As implemented, the even-test and divide by two operations is very inefficient.

BigInteger provides a getLowestSetBit() function, which returns "the index of the rightmost (lowest-order) one bit"

So if n.getLowestSetBit() returns 12, you can evenly divide the value by 2 a total of twelve times, before the least significant bit is set. Instead of actually doing the division by 2 that many times, the shiftRight(int n) function should be used:

   while (n.compareTo(one) == 1) {

       int zeros = n.getLowestSetBit();
       if (zeros > 0) {
          n = n.shiftRight(zeros);
          count += zeros;
       } else {
          count++;
          if ( n.intValue() == 3 || n.mod(four).intValue() == 1)
             n = n.subtract(one);
          else
             n = n.add(one);
          }
       }

Mod-4

Using n.mod(four).intValue() == 1 to test whether the value should be incremented or decremented is also horribly inefficient. Java must actually compute the modulo-4 remainder of the entire number; expecting it to optimize n.mod(four).intValue() == 1 into the much faster n.and(three).intValue() == 1 is expecting a lot from the optimizer.

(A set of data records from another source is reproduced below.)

//! TOML format types for form files.
//!
//! A form file lets the CLI fill a [`FormInput`](super::FormInput) without
//! the web form. Every section is optional so a partially filled file still
//! parses; completeness is checked separately before generation.

use serde::{Deserialize, Serialize};

use super::Signatory;

/// Top-level structure of a `form.toml` file.
#[derive(Debug, Clone, Default, Serialize, Deserialize, PartialEq)]
pub struct FormToml {
    #[serde(default)]
    pub class: ClassSection,
    #[serde(default)]
    pub standards: StandardsSection,
    #[serde(default)]
    pub topics: TopicsSection,
    #[serde(default)]
    pub context: ContextSection,
    #[serde(default)]
    pub signatories: SignatoriesSection,
    /// Optional exemplar document sent along with the prompt.
    #[serde(default, skip_serializing_if = "Option::is_none")]
    pub exemplar: Option<ExemplarSection>,
}

/// `[class]`: header metadata.
#[derive(Debug, Clone, Default, Serialize, Deserialize, PartialEq)]
#[serde(default)]
pub struct ClassSection {
    pub school: String,
    pub teacher: String,
    pub teacher_position: String,
    pub subject: String,
    pub grade_level: String,
    pub quarter: String,
    pub dates: String,
}

/// `[standards]`: fixed for the whole week.
#[derive(Debug, Clone, Default, Serialize, Deserialize, PartialEq)]
#[serde(default)]
pub struct StandardsSection {
    pub content: String,
    pub performance: String,
    pub competency: String,
}

/// `[topics]`: one topic per school day.
#[derive(Debug, Clone, Default, Serialize, Deserialize, PartialEq)]
#[serde(default, deny_unknown_fields)]
pub struct TopicsSection {
    pub day1: String,
    pub day2: String,
    pub day3: String,
    pub day4: String,
    pub day5: String,
}

/// `[context]`: free-text notes for the generator.
#[derive(Debug, Clone, Default, Serialize, Deserialize, PartialEq)]
#[serde(default)]
pub struct ContextSection {
    pub specific_needs: String,
}

/// `[signatories.*]`: optional reviewers.
#[derive(Debug, Clone, Default, Serialize, Deserialize, PartialEq)]
#[serde(default)]
pub struct SignatoriesSection {
    pub checker: Signatory,
    pub noter: Signatory,
    pub approver: Signatory,
}

/// `[exemplar]`: path to a reference document, relative to the form file.
#[derive(Debug, Clone, Serialize, Deserialize, PartialEq)]
pub struct ExemplarSection {
    pub path: String,
    /// Overrides the MIME type guessed from the file extension.
    #[serde(default, skip_serializing_if = "Option::is_none")]
    pub mime_type: Option<String>,
}

/// Blank form written by `plangen template`.
pub const FORM_TEMPLATE: &str = include_str!("form_template.toml");

#[cfg(test)]
mod tests {
    use super::*;

    #[test]
    fn template_parses() {
        let form: FormToml = toml::from_str(FORM_TEMPLATE).expect("template should parse");
        assert_eq!(form.class.school, "");
        assert!(form.exemplar.is_none());
    }

    #[test]
    fn deserialize_minimal_form() {
        let form: FormToml = toml::from_str(
            r#"
[class]
subject = "Science"

[topics]
day1 = "Photosynthesis"
"#,
        )
        .expect("should parse");
        assert_eq!(form.class.subject, "Science");
        assert_eq!(form.topics.day1, "Photosynthesis");
        assert_eq!(form.topics.day5, "");
        assert_eq!(form.signatories.noter, Signatory::default());
    }

    #[test]
    fn rejects_sixth_day() {
        let result: Result<FormToml, _> = toml::from_str(
            r#"
[topics]
day6 = "Saturday class"
"#,
        );
        assert!(result.is_err());
    }

    #[test]
    fn deserialize_signatories_and_exemplar() {
        let form: FormToml = toml::from_str(
            r#"
[signatories.noter]
name = "Michael Armentia"
position = "Head Teacher VI"

[exemplar]
path = "exemplar.pdf"
"#,
        )
        .expect("should parse");
        assert_eq!(form.signatories.noter.name, "Michael Armentia");
        assert_eq!(form.exemplar.unwrap().path, "exemplar.pdf");
    }
}
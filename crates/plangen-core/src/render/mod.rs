//! HTML rendering of a [`LessonPlanDocument`].
//!
//! Markup is semantic: elements carry `class` names only, and every class
//! is defined in the shared style table (see [`crate::export::STYLE_MAP`]).
//! The same fragment feeds the screen page, the print page and the legacy
//! word-processor export.

pub mod signatories;

use crate::document::{DailyPlanEntry, LessonPlanDocument, LessonStage, Procedures};
use crate::export;

pub use signatories::{SignatoryLayout, SignatureBlock, layout as signatory_layout};

pub const REMARKS_FALLBACK: &str = "No remarks";
pub const REFLECTION_FALLBACK: &str = "No reflection";

/// Escape text for HTML element content and attribute values.
pub fn escape_html(s: &str) -> String {
    let mut out = String::with_capacity(s.len());
    for c in s.chars() {
        match c {
            '&' => out.push_str("&amp;"),
            '<' => out.push_str("&lt;"),
            '>' => out.push_str("&gt;"),
            '"' => out.push_str("&quot;"),
            '\'' => out.push_str("&#39;"),
            _ => out.push(c),
        }
    }
    out
}

// ---------------------------------------------------------------------------
// Document fragment
// ---------------------------------------------------------------------------

/// Render the full lesson log (header, content table, signatures) as an
/// HTML fragment.
pub fn render_document(doc: &LessonPlanDocument) -> String {
    let mut out = String::with_capacity(16 * 1024);
    out.push_str("<div class=\"sheet\">");
    render_header(&mut out, doc);
    render_table(&mut out, doc);
    signatories::render_signatories(&mut out, &signatories::layout(&doc.meta));
    out.push_str("</div>");
    out
}

fn render_header(out: &mut String, doc: &LessonPlanDocument) {
    let m = &doc.meta;
    out.push_str("<table class=\"header-grid\">");

    out.push_str("<tr>");
    out.push_str(
        "<td class=\"title-cell\" rowspan=\"2\">\
         <div>Revised K to 10 Curriculum</div><div>Weekly Lesson Log</div></td>",
    );
    meta_pair(out, "School", &m.school, "meta-value");
    meta_pair(out, "Grade Level", &m.grade_level, "meta-value");
    out.push_str("</tr>");

    out.push_str("<tr>");
    meta_pair(out, "Name of Teacher", &m.teacher, "meta-value");
    meta_pair(out, "Learning Area", &m.subject, "meta-value");
    out.push_str("</tr>");

    out.push_str("<tr>");
    out.push_str("<td class=\"meta-label\">Teaching Dates and Time</td>");
    out.push_str(&format!(
        "<td class=\"meta-dates\" colspan=\"2\">{}</td>",
        escape_html(&m.dates)
    ));
    meta_pair(out, "Quarter", &m.quarter, "meta-value");
    out.push_str("</tr>");

    out.push_str("</table>");
}

fn meta_pair(out: &mut String, label: &str, value: &str, class: &str) {
    out.push_str(&format!("<td class=\"meta-label\">{label}</td>"));
    out.push_str(&format!(
        "<td class=\"{class}\">{}</td>",
        escape_html(value)
    ));
}

fn render_table(out: &mut String, doc: &LessonPlanDocument) {
    let days = &doc.days;
    let span = days.len() + 1;

    out.push_str("<table class=\"plan-table\"><thead><tr>");
    out.push_str("<th class=\"col-head\">Section</th>");
    for (i, _) in days.iter().enumerate() {
        out.push_str(&format!("<th class=\"col-head\">Day {}</th>", i + 1));
    }
    out.push_str("</tr></thead><tbody>");

    // I. Curriculum content
    section_band(
        out,
        span,
        "I. CURRICULUM CONTENT, STANDARDS, AND LESSON COMPETENCIES",
    );
    standard_row(out, span, "A. Content Standards", &doc.standards.content_standard);
    standard_row(
        out,
        span,
        "B. Performance Standards",
        &doc.standards.performance_standard,
    );
    standard_row(
        out,
        span,
        "C. Learning Competency",
        &doc.standards.learning_competency,
    );
    objectives_row(out, days);
    day_row(
        out,
        days,
        "row-label",
        "E. Instructional Design framework (IDF) features",
        "cell",
        |d| d.idf_features.as_str(),
    );
    day_row(out, days, "row-label", "F. 21st Century Skills", "cell", |d| {
        d.skills_21st.as_str()
    });

    // II. Content
    section_band(out, span, "II. CONTENT");
    day_row(out, days, "row-label", "Subject Matter / Topic", "cell topic", |d| {
        d.topic.as_str()
    });
    day_row(out, days, "row-label", "A. References", "cell reference", |d| {
        d.resources.references.as_str()
    });
    day_row(
        out,
        days,
        "row-label",
        "B. Other Learning Resources",
        "cell reference",
        |d| d.resources.other_resources.as_str(),
    );

    // IV. Procedures
    section_band(out, span, "IV. TEACHING AND LEARNING PROCEDURES");
    for stage in LessonStage::ALL {
        out.push_str(&format!(
            "<tr><td class=\"stage-band\" colspan=\"{span}\">{}</td></tr>",
            stage.title()
        ));
        for phase in Procedures::phases(stage) {
            day_row(out, days, "phase-label", phase.label, "cell", |d| {
                (phase.get)(&d.procedures)
            });
        }
    }

    day_row(out, days, "row-label", "REMARKS", "cell", |d| {
        or_fallback(&d.remarks, REMARKS_FALLBACK)
    });
    day_row(out, days, "row-label", "REFLECTION", "cell", |d| {
        or_fallback(&d.reflection, REFLECTION_FALLBACK)
    });

    out.push_str("</tbody></table>");
}

fn or_fallback<'a>(value: &'a str, fallback: &'a str) -> &'a str {
    if value.is_empty() { fallback } else { value }
}

fn section_band(out: &mut String, span: usize, title: &str) {
    out.push_str(&format!(
        "<tr><td class=\"section-band\" colspan=\"{span}\">{title}</td></tr>"
    ));
}

fn standard_row(out: &mut String, span: usize, title: &str, value: &str) {
    out.push_str(&format!(
        "<tr><td class=\"standard-cell\" colspan=\"{span}\">\
         <div class=\"standard-title\">{title}</div>\
         <div class=\"standard-body\">{}</div></td></tr>",
        escape_html(value)
    ));
}

fn objectives_row(out: &mut String, days: &[DailyPlanEntry]) {
    out.push_str("<tr><td class=\"row-label\">D. Learning Objectives</td>");
    for day in days {
        out.push_str("<td class=\"cell\"><ul class=\"objectives\">");
        for objective in &day.objectives {
            out.push_str(&format!("<li>{}</li>", escape_html(objective)));
        }
        out.push_str("</ul></td>");
    }
    out.push_str("</tr>");
}

fn day_row<'d>(
    out: &mut String,
    days: &'d [DailyPlanEntry],
    label_class: &str,
    label: &str,
    cell_class: &str,
    value: impl Fn(&'d DailyPlanEntry) -> &'d str,
) {
    out.push_str(&format!("<tr><td class=\"{label_class}\">{label}</td>"));
    for day in days {
        out.push_str(&format!(
            "<td class=\"{cell_class}\">{}</td>",
            escape_html(value(day))
        ));
    }
    out.push_str("</tr>");
}

// ---------------------------------------------------------------------------
// Pages
// ---------------------------------------------------------------------------

/// Standalone HTML page showing the document.
pub fn document_page(doc: &LessonPlanDocument) -> String {
    standalone_page(doc, false)
}

/// Standalone page that opens the browser's print dialog on load.
pub fn print_page(doc: &LessonPlanDocument) -> String {
    standalone_page(doc, true)
}

fn standalone_page(doc: &LessonPlanDocument, print: bool) -> String {
    let mut out = String::with_capacity(20 * 1024);
    out.push_str("<!DOCTYPE html><html lang=\"en\"><head><meta charset=\"utf-8\">");
    out.push_str(&format!(
        "<title>{} Lesson Plan</title>",
        escape_html(&doc.meta.subject)
    ));
    out.push_str("<style>");
    out.push_str(export::BASE_CSS);
    out.push_str(&export::stylesheet());
    out.push_str("</style></head><body>");
    out.push_str(&render_document(doc));
    if print {
        out.push_str(
            "<script>window.addEventListener('load', function () { \
             window.focus(); setTimeout(function () { window.print(); }, 200); });</script>",
        );
    }
    out.push_str("</body></html>");
    out
}

#[cfg(test)]
mod tests {
    use super::*;
    use crate::document::{LessonMeta, Standards};

    fn day(n: u32, topic: &str) -> DailyPlanEntry {
        DailyPlanEntry {
            day_number: n,
            topic: topic.to_string(),
            objectives: vec!["Know".into(), "Do".into(), "Value".into()],
            ..Default::default()
        }
    }

    fn doc(days: Vec<DailyPlanEntry>) -> LessonPlanDocument {
        LessonPlanDocument {
            meta: LessonMeta {
                school: "Rizal High".into(),
                subject: "Science".into(),
                dates: "Dec 1-5".into(),
                ..Default::default()
            },
            standards: Standards {
                content_standard: "Energy flow".into(),
                ..Default::default()
            },
            days,
        }
    }

    #[test]
    fn escapes_markup() {
        assert_eq!(
            escape_html("<b>\"Tom\" & 'Jerry'</b>"),
            "&lt;b&gt;&quot;Tom&quot; &amp; &#39;Jerry&#39;&lt;/b&gt;"
        );
    }

    #[test]
    fn one_column_per_day() {
        let html = render_document(&doc(vec![day(1, "a"), day(2, "b"), day(3, "c")]));
        assert!(html.contains(">Day 3</th>"));
        assert!(!html.contains(">Day 4</th>"));
        assert!(html.contains("colspan=\"4\""));
    }

    #[test]
    fn headers_follow_position_not_day_number() {
        let html = render_document(&doc(vec![day(7, "a")]));
        assert!(html.contains(">Day 1</th>"));
        assert!(!html.contains(">Day 7</th>"));
    }

    #[test]
    fn fallbacks_for_empty_remarks_and_reflection() {
        let mut d = day(1, "a");
        let html = render_document(&doc(vec![d.clone()]));
        assert!(html.contains(">No remarks</td>"));
        assert!(html.contains(">No reflection</td>"));

        d.remarks = "Done".into();
        d.reflection = "Good".into();
        let html = render_document(&doc(vec![d]));
        assert!(!html.contains("No remarks"));
        assert!(html.contains(">Good</td>"));
    }

    #[test]
    fn model_text_is_escaped() {
        let html = render_document(&doc(vec![day(1, "<script>alert(1)</script>")]));
        assert!(!html.contains("<script>alert"));
        assert!(html.contains("&lt;script&gt;alert(1)&lt;/script&gt;"));
    }

    #[test]
    fn layout_sections_in_order() {
        let html = render_document(&doc(vec![day(1, "Photosynthesis")]));
        let order = [
            "Revised K to 10 Curriculum",
            "A. Content Standards",
            "D. Learning Objectives",
            "II. CONTENT",
            "Before/Pre-Lesson Proper",
            ">Lesson Proper<",
            "After/Post-Lesson Proper",
            "Additional Activities",
            "REFLECTION",
            "Submitted by:",
        ];
        let positions: Vec<usize> = order
            .iter()
            .map(|s| html.find(s).unwrap_or_else(|| panic!("missing {s}")))
            .collect();
        assert!(positions.windows(2).all(|w| w[0] < w[1]));
        assert!(html.contains("<li>Know</li><li>Do</li><li>Value</li>"));
    }

    #[test]
    fn every_class_used_is_styled() {
        let html = render_document(&doc(vec![day(1, "a")]));
        let re = regex::Regex::new(r#"class="([^"]*)""#).unwrap();
        for cap in re.captures_iter(&html) {
            for class in cap[1].split_whitespace() {
                assert!(
                    export::STYLE_MAP.get(class).is_some(),
                    "class {class} has no style"
                );
            }
        }
    }

    #[test]
    fn print_page_triggers_print() {
        let html = print_page(&doc(vec![day(1, "a")]));
        assert!(html.starts_with("<!DOCTYPE html>"));
        assert!(html.contains("window.print()"));
        assert!(html.contains("size: landscape"));
        assert!(html.contains("<title>Science Lesson Plan</title>"));
        assert!(!document_page(&doc(vec![day(1, "a")])).contains("window.print()"));
    }
}
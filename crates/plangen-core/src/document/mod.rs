//! Lesson-plan document model and assembly.
//!
//! The generated reply only contributes [`DailyPlanEntry`] values; header
//! metadata and standards always come from the user's form, copied
//! verbatim by [`assemble`].

use serde::{Deserialize, Deserializer, Serialize};
use thiserror::Error;

use crate::form::{FormInput, Signatory};

/// One school day's generated content.
///
/// Fields missing from a reply deserialize to empty values, so a
/// non-conforming model answer renders as blank cells instead of failing.
#[derive(Debug, Clone, Default, PartialEq, Serialize, Deserialize)]
#[serde(rename_all = "camelCase", default)]
pub struct DailyPlanEntry {
    #[serde(deserialize_with = "lenient_day_number")]
    pub day_number: u32,
    pub topic: String,
    /// Cognitive, psychomotor and affective objectives, in that order.
    pub objectives: Vec<String>,
    pub idf_features: String,
    #[serde(rename = "skills21st")]
    pub skills_21st: String,
    pub resources: Resources,
    pub procedures: Procedures,
    pub remarks: String,
    pub reflection: String,
}

/// Learning resources for a day.
#[derive(Debug, Clone, Default, PartialEq, Eq, Serialize, Deserialize)]
#[serde(rename_all = "camelCase", default)]
pub struct Resources {
    pub references: String,
    pub other_resources: String,
}

/// The nine teaching and learning procedure phases.
#[derive(Debug, Clone, Default, PartialEq, Eq, Serialize, Deserialize)]
#[serde(rename_all = "camelCase", default)]
pub struct Procedures {
    // Before/pre-lesson proper
    pub activating_prior_knowledge: String,
    pub lesson_purpose: String,
    pub lesson_language_practice: String,
    // Lesson proper
    pub reading_key_idea: String,
    pub developing_understanding: String,
    pub deepening_understanding: String,
    // After/post-lesson proper
    pub making_generalizations: String,
    pub evaluating_learning: String,
    pub additional_activities: String,
}

/// A lesson stage grouping three procedure phases.
#[derive(Debug, Clone, Copy, PartialEq, Eq)]
pub enum LessonStage {
    PreLesson,
    LessonProper,
    PostLesson,
}

impl LessonStage {
    pub const ALL: [LessonStage; 3] = [
        LessonStage::PreLesson,
        LessonStage::LessonProper,
        LessonStage::PostLesson,
    ];

    pub fn title(self) -> &'static str {
        match self {
            LessonStage::PreLesson => "Before/Pre-Lesson Proper",
            LessonStage::LessonProper => "Lesson Proper",
            LessonStage::PostLesson => "After/Post-Lesson Proper",
        }
    }
}

/// Accessor for one procedure phase: row label plus field getter.
pub struct Phase {
    pub label: &'static str,
    pub prompt_label: &'static str,
    pub get: fn(&Procedures) -> &str,
}

impl Procedures {
    /// The three phases of a stage, in teaching order.
    pub fn phases(stage: LessonStage) -> [Phase; 3] {
        match stage {
            LessonStage::PreLesson => [
                Phase {
                    label: "Activating Prior Knowledge",
                    prompt_label: "Activating Prior Knowledge",
                    get: |p| p.activating_prior_knowledge.as_str(),
                },
                Phase {
                    label: "Lesson Purpose/Intention",
                    prompt_label: "Lesson Purpose/Intention",
                    get: |p| p.lesson_purpose.as_str(),
                },
                Phase {
                    label: "Lesson Language Practice",
                    prompt_label: "Lesson Language Practice",
                    get: |p| p.lesson_language_practice.as_str(),
                },
            ],
            LessonStage::LessonProper => [
                Phase {
                    label: "Reading the Key Idea/Stem",
                    prompt_label: "Reading the Key Idea/Stem",
                    get: |p| p.reading_key_idea.as_str(),
                },
                Phase {
                    label: "Developing Understanding",
                    prompt_label: "Developing Understanding of the Key Idea/Stem",
                    get: |p| p.developing_understanding.as_str(),
                },
                Phase {
                    label: "Deepening Understanding",
                    prompt_label: "Deepening Understanding of the Key Idea/Stem",
                    get: |p| p.deepening_understanding.as_str(),
                },
            ],
            LessonStage::PostLesson => [
                Phase {
                    label: "Making Generalizations",
                    prompt_label: "Making Generalizations and Abstractions",
                    get: |p| p.making_generalizations.as_str(),
                },
                Phase {
                    label: "Evaluating Learning",
                    prompt_label: "Evaluating Learning",
                    get: |p| p.evaluating_learning.as_str(),
                },
                Phase {
                    label: "Additional Activities",
                    prompt_label: "Additional Activities for Application or Remediation",
                    get: |p| p.additional_activities.as_str(),
                },
            ],
        }
    }
}

/// Header metadata copied from the form.
#[derive(Debug, Clone, Default, PartialEq, Eq, Serialize, Deserialize)]
#[serde(rename_all = "camelCase", default)]
pub struct LessonMeta {
    pub school: String,
    pub teacher: String,
    pub teacher_position: String,
    pub subject: String,
    pub grade_level: String,
    pub quarter: String,
    pub dates: String,
    pub checker_name: String,
    pub checker_position: String,
    pub approver_name: String,
    pub approver_position: String,
    pub noter_name: String,
    pub noter_position: String,
}

impl LessonMeta {
    pub fn checker(&self) -> Signatory {
        Signatory::new(&self.checker_name, &self.checker_position)
    }

    pub fn noter(&self) -> Signatory {
        Signatory::new(&self.noter_name, &self.noter_position)
    }

    pub fn approver(&self) -> Signatory {
        Signatory::new(&self.approver_name, &self.approver_position)
    }
}

/// Weekly standards copied from the form.
#[derive(Debug, Clone, Default, PartialEq, Eq, Serialize, Deserialize)]
#[serde(rename_all = "camelCase", default)]
pub struct Standards {
    pub content_standard: String,
    pub performance_standard: String,
    pub learning_competency: String,
}

/// A complete weekly lesson log ready for rendering.
#[derive(Debug, Clone, Default, PartialEq, Serialize, Deserialize)]
pub struct LessonPlanDocument {
    pub meta: LessonMeta,
    pub standards: Standards,
    pub days: Vec<DailyPlanEntry>,
}

/// Errors from reading a saved document.
#[derive(Debug, Error)]
pub enum DocumentParseError {
    #[error("document JSON parse error: {0}")]
    Json(#[from] serde_json::Error),
}

impl LessonPlanDocument {
    /// Parse a document previously written with [`LessonPlanDocument::to_json`].
    pub fn from_json(content: &str) -> Result<Self, DocumentParseError> {
        Ok(serde_json::from_str(content)?)
    }

    /// Pretty-printed JSON with the same camelCase keys as the model reply.
    ///
    /// # Panics
    ///
    /// Panics if serialization fails, which cannot happen for a document
    /// made of strings, numbers and vectors.
    pub fn to_json(&self) -> String {
        serde_json::to_string_pretty(self).expect("lesson plan document always serializes")
    }
}

/// Merge form metadata and generated days into one document.
///
/// `days` is passed through untouched: no reordering, padding or
/// truncation happens here.
pub fn assemble(form: &FormInput, days: Vec<DailyPlanEntry>) -> LessonPlanDocument {
    LessonPlanDocument {
        meta: LessonMeta {
            school: form.school.clone(),
            teacher: form.teacher.clone(),
            teacher_position: form.teacher_position.clone(),
            subject: form.subject.clone(),
            grade_level: form.grade_level.clone(),
            quarter: form.quarter.clone(),
            dates: form.dates.clone(),
            checker_name: form.checker.name.clone(),
            checker_position: form.checker.position.clone(),
            approver_name: form.approver.name.clone(),
            approver_position: form.approver.position.clone(),
            noter_name: form.noter.name.clone(),
            noter_position: form.noter.position.clone(),
        },
        standards: Standards {
            content_standard: form.content_standard.clone(),
            performance_standard: form.performance_standard.clone(),
            learning_competency: form.learning_competency.clone(),
        },
        days,
    }
}

fn lenient_day_number<'de, D: Deserializer<'de>>(deserializer: D) -> Result<u32, D::Error> {
    let value = serde_json::Value::deserialize(deserializer)?;
    let number = match &value {
        serde_json::Value::Number(n) => n
            .as_u64()
            .or_else(|| n.as_f64().filter(|f| *f >= 0.0).map(|f| f.round() as u64)),
        serde_json::Value::String(s) => s.trim().parse::<u64>().ok(),
        _ => None,
    };
    Ok(number.and_then(|n| u32::try_from(n).ok()).unwrap_or_else(|| {
        tracing::warn!(%value, "unreadable day number, using 0");
        0
    }))
}

#[cfg(test)]
mod tests {
    use super::*;
    use crate::form::{Day, GeneralField, SignatoryRole, FormField};

    fn form() -> FormInput {
        let mut f = FormInput::default();
        f.set_general(GeneralField::School, "Rizal High");
        f.set_general(GeneralField::Subject, "Science");
        f.set_topic(Day::One, "Photosynthesis");
        f.set(FormField::SignatoryName(SignatoryRole::Approver), "J. Matriano");
        f.set(FormField::SignatoryPosition(SignatoryRole::Approver), "Principal IV");
        f.content_standard = "CS".to_string();
        f
    }

    #[test]
    fn accepts_float_day_numbers() {
        let entry: DailyPlanEntry =
            serde_json::from_str(r#"{"dayNumber": 2.0, "topic": "t"}"#).unwrap();
        assert_eq!(entry.day_number, 2);
        let entry: DailyPlanEntry = serde_json::from_str(r#"{"dayNumber": "3"}"#).unwrap();
        assert_eq!(entry.day_number, 3);
    }

    #[test]
    fn unreadable_day_number_becomes_zero() {
        for raw in ["true", "null", "-1", "\"Day 1\"", "1e12"] {
            let json = format!(r#"{{"dayNumber": {raw}, "topic": "Photosynthesis"}}"#);
            let entry: DailyPlanEntry = serde_json::from_str(&json).unwrap();
            assert_eq!(entry.day_number, 0, "input {raw}");
            assert_eq!(entry.topic, "Photosynthesis");
        }
    }

    #[test]
    fn missing_fields_default_to_blank() {
        let entry: DailyPlanEntry = serde_json::from_str(r#"{"dayNumber": 1}"#).unwrap();
        assert!(entry.objectives.is_empty());
        assert_eq!(entry.procedures, Procedures::default());
        assert_eq!(entry.skills_21st, "");
    }

    #[test]
    fn reply_field_names_match_wire_format() {
        let entry: DailyPlanEntry = serde_json::from_str(
            r#"{"dayNumber":1,"skills21st":"Collaboration","idfFeatures":"Inquiry",
                "resources":{"references":"TG p.4","otherResources":"Video"},
                "procedures":{"activatingPriorKnowledge":"Recall","additionalActivities":"Homework"}}"#,
        )
        .unwrap();
        assert_eq!(entry.skills_21st, "Collaboration");
        assert_eq!(entry.idf_features, "Inquiry");
        assert_eq!(entry.resources.other_resources, "Video");
        assert_eq!(entry.procedures.activating_prior_knowledge, "Recall");
        assert_eq!(entry.procedures.additional_activities, "Homework");
    }

    #[test]
    fn assemble_copies_form_metadata() {
        let f = form();
        let doc = assemble(&f, vec![]);
        assert_eq!(doc.meta.school, "Rizal High");
        assert_eq!(doc.meta.approver_name, "J. Matriano");
        assert_eq!(doc.meta.approver_position, "Principal IV");
        assert_eq!(doc.standards.content_standard, "CS");
        assert!(doc.days.is_empty());
    }

    #[test]
    fn assemble_is_deterministic() {
        let f = form();
        let days = vec![DailyPlanEntry {
            day_number: 1,
            topic: "Photosynthesis".to_string(),
            ..Default::default()
        }];
        assert_eq!(assemble(&f, days.clone()), assemble(&f, days));
    }

    #[test]
    fn phases_cover_all_nine_fields() {
        let p = Procedures {
            activating_prior_knowledge: "1".into(),
            lesson_purpose: "2".into(),
            lesson_language_practice: "3".into(),
            reading_key_idea: "4".into(),
            developing_understanding: "5".into(),
            deepening_understanding: "6".into(),
            making_generalizations: "7".into(),
            evaluating_learning: "8".into(),
            additional_activities: "9".into(),
        };
        let values: Vec<&str> = LessonStage::ALL
            .into_iter()
            .flat_map(Procedures::phases)
            .map(|phase| (phase.get)(&p))
            .collect();
        assert_eq!(values, ["1", "2", "3", "4", "5", "6", "7", "8", "9"]);
    }

    #[test]
    fn document_json_round_trip() {
        let doc = assemble(&form(), vec![DailyPlanEntry::default()]);
        let parsed = LessonPlanDocument::from_json(&doc.to_json()).unwrap();
        assert_eq!(parsed, doc);
        assert!(doc.to_json().contains("\"gradeLevel\""));
    }
}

But even computing n.and(three) is too much work! We know n is larger than 1, and that bit #0 is set. If bit #1 is set, then n % 4 == 3; if bit #1 is not set, then n % 4 == 1. And BigInteger also provides the testBit(int n) function:

          if ( n.intValue() == 3 || !n.testBit(1))
             n = n.subtract(one);
          else
             n = n.add(one);
          }

Possible Bug

n.intValue() == 3

Since n can have over 300 digits, at any point in the process, the value of n can easily overflow an integer:

Consider the 33-bit value 0x100000003. The number is not 3, but the intValue() of the number is 3.

You probably want to explicitly test for value BigInteger(3). Since comparing the entire value may be slower than testing a single bit, you may want to reorder the test to check the bit first.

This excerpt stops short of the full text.